The result is a tile-like product that can be used in many ways across the construction and architectural sector
Spotted: Red mud is an industrial waste product generated during the processing of bauxite into alumina. Red mud is made up of iron oxides which give its red colour. Around 95 per cent of the alumina globally produced is done using the Bayer process, which creates approximately 1 to 1.5 per cent of red mud for every tonne of alumina produced. However, only 1 to 2 per cent of this byproduct mud is put to use.
UK-based design group ThusThat has collaborated with dynamic London architecture studio Tonkin Liu to explore whether this waste product could be used as a sustainable material resource. Luis Paco Böckelmann, from the studio, told Wallpaper that the economic incentive to find an afterlife for red mud is very low as it is classified as a hazardous material.
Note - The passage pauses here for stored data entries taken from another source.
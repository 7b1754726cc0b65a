use crate::{
    foundation::core::TextureSize,
    foundation::error::{FilterError, FilterResult},
    renderer::texture::{CpuTexture, PixelFormat, TextureDescriptor, TextureHandle},
};

/// Static facts about a rendering backend.
#[derive(Clone, Debug, PartialEq, Eq, serde::Serialize, serde::Deserialize)]
pub struct Capabilities {
    pub default_color_format: PixelFormat,
    pub max_texture_size: TextureSize,
    pub supports_mipmaps: bool,
}

/// Backend handle passed through [`crate::FilterInputNode::snapshot`].
///
/// Filter inputs never issue draw calls; interior nodes use the context to allocate the
/// textures their effects render into.
pub trait RenderContext: Send + Sync {
    fn capabilities(&self) -> &Capabilities;

    fn color_attachment_format(&self) -> PixelFormat {
        self.capabilities().default_color_format
    }

    fn create_texture(&self, desc: &TextureDescriptor) -> FilterResult<TextureHandle>;

    /// Single-level texture in the color attachment format, or `None` if the backend refuses.
    fn create_render_target(&self, size: TextureSize) -> Option<TextureHandle> {
        let desc = TextureDescriptor {
            format: self.color_attachment_format(),
            size,
            mip_count: 1,
        };
        self.create_texture(&desc)
            .inspect_err(|err| tracing::warn!(%err, ?size, "render target allocation failed"))
            .ok()
    }
}

/// Configuration for [`CpuContext`].
#[derive(Clone, Debug, PartialEq, Eq, serde::Serialize, serde::Deserialize)]
#[serde(default, deny_unknown_fields)]
pub struct CpuContextOpts {
    pub default_color_format: PixelFormat,
    /// Largest width or height a texture may have.
    pub max_texture_dimension: u32,
    pub mipmaps: bool,
}

impl Default for CpuContextOpts {
    fn default() -> Self {
        Self {
            default_color_format: PixelFormat::Rgba8Premul,
            max_texture_dimension: 8192,
            mipmaps: true,
        }
    }
}

impl CpuContextOpts {
    pub fn from_json(s: &str) -> FilterResult<Self> {
        serde_json::from_str(s).map_err(|e| FilterError::serde(e.to_string()))
    }
}

/// In-memory backend allocating [`CpuTexture`]s.
#[derive(Clone, Debug)]
pub struct CpuContext {
    caps: Capabilities,
}

impl CpuContext {
    pub fn new(opts: CpuContextOpts) -> FilterResult<Self> {
        if opts.max_texture_dimension == 0 {
            return Err(FilterError::validation("max_texture_dimension must be > 0"));
        }
        Ok(Self {
            caps: Capabilities {
                default_color_format: opts.default_color_format,
                max_texture_size: TextureSize::new(
                    opts.max_texture_dimension,
                    opts.max_texture_dimension,
                ),
                supports_mipmaps: opts.mipmaps,
            },
        })
    }
}

impl RenderContext for CpuContext {
    fn capabilities(&self) -> &Capabilities {
        &self.caps
    }

    #[tracing::instrument(skip(self))]
    fn create_texture(&self, desc: &TextureDescriptor) -> FilterResult<TextureHandle> {
        let max = self.caps.max_texture_size;
        if desc.size.width > max.width || desc.size.height > max.height {
            return Err(FilterError::backend(format!(
                "texture {}x{} exceeds max {}x{}",
                desc.size.width, desc.size.height, max.width, max.height
            )));
        }
        if desc.mip_count > 1 && !self.caps.supports_mipmaps {
            return Err(FilterError::backend("mipmapped textures are disabled"));
        }
        Ok(CpuTexture::new(*desc)?.into_handle())
    }
}

#[cfg(test)]
#[path = "../../tests/unit/renderer/context.rs"]
mod tests;
use std::sync::Arc;

use crate::{
    entity::Entity,
    filters::contents::FilterContents,
    filters::input::{FilterInputNode, Input},
    foundation::core::{Affine, Rect},
    renderer::context::RenderContext,
    snapshot::Snapshot,
};

#[derive(Clone, Debug)]
/// Interior node exposing another filter's output as an input.
pub struct ContentsFilterInput {
    contents: Arc<dyn FilterContents>,
}

impl ContentsFilterInput {
    pub fn new(contents: Arc<dyn FilterContents>) -> Self {
        Self { contents }
    }

    pub fn contents(&self) -> &Arc<dyn FilterContents> {
        &self.contents
    }
}

impl FilterInputNode for ContentsFilterInput {
    fn input(&self) -> Input {
        Input::FilterContents(self.contents.clone())
    }

    #[tracing::instrument(level = "trace", skip_all, fields(filter = self.contents.label()))]
    fn snapshot(&self, ctx: &dyn RenderContext, entity: &Entity) -> Option<Snapshot> {
        self.contents.render_to_snapshot(ctx, entity)
    }

    fn coverage(&self, entity: &Entity) -> Option<Rect> {
        self.contents.coverage(entity)
    }

    fn local_transform(&self, entity: &Entity) -> Affine {
        self.contents.local_transform(entity.transform)
    }

    fn transform(&self, entity: &Entity) -> Affine {
        self.contents.transform(entity.transform)
    }
}

#[cfg(test)]
#[path = "../../tests/unit/filters/contents_input.rs"]
mod tests;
“Given the limited resources in our world, all waste materials should be regarded as valuable materials, simply in the wrong shape and state, waiting for our imagination to transform them,” he added.
The team studied the relationship between red mud and water, specifically ocean saltwater which, the team said, could provide a safe route for handling and using red mud, as the water neutralises its alkalinity.
ThusThat has studied two different options to treat the material, the first of which consists of soaking, washing and sieving the red mud to remove unwanted components. It is then treated like ceramic and processed just like clay. The alternative method treats the mud like cast concrete, firing the material first and then working it mechanically and casting it. For the Re-Made project, the collaborators are exploring both options.
Tonkin Liu was thus able to come up with a new application for the material. The result is a tile-like product that can be used as part of garden water installations, as a roofing material, or to create habitats for fauna and flora as part of bioremediating the coast.
Ultimately the team hopes that red mud will be used in large-scale applications of the construction and architectural sectors.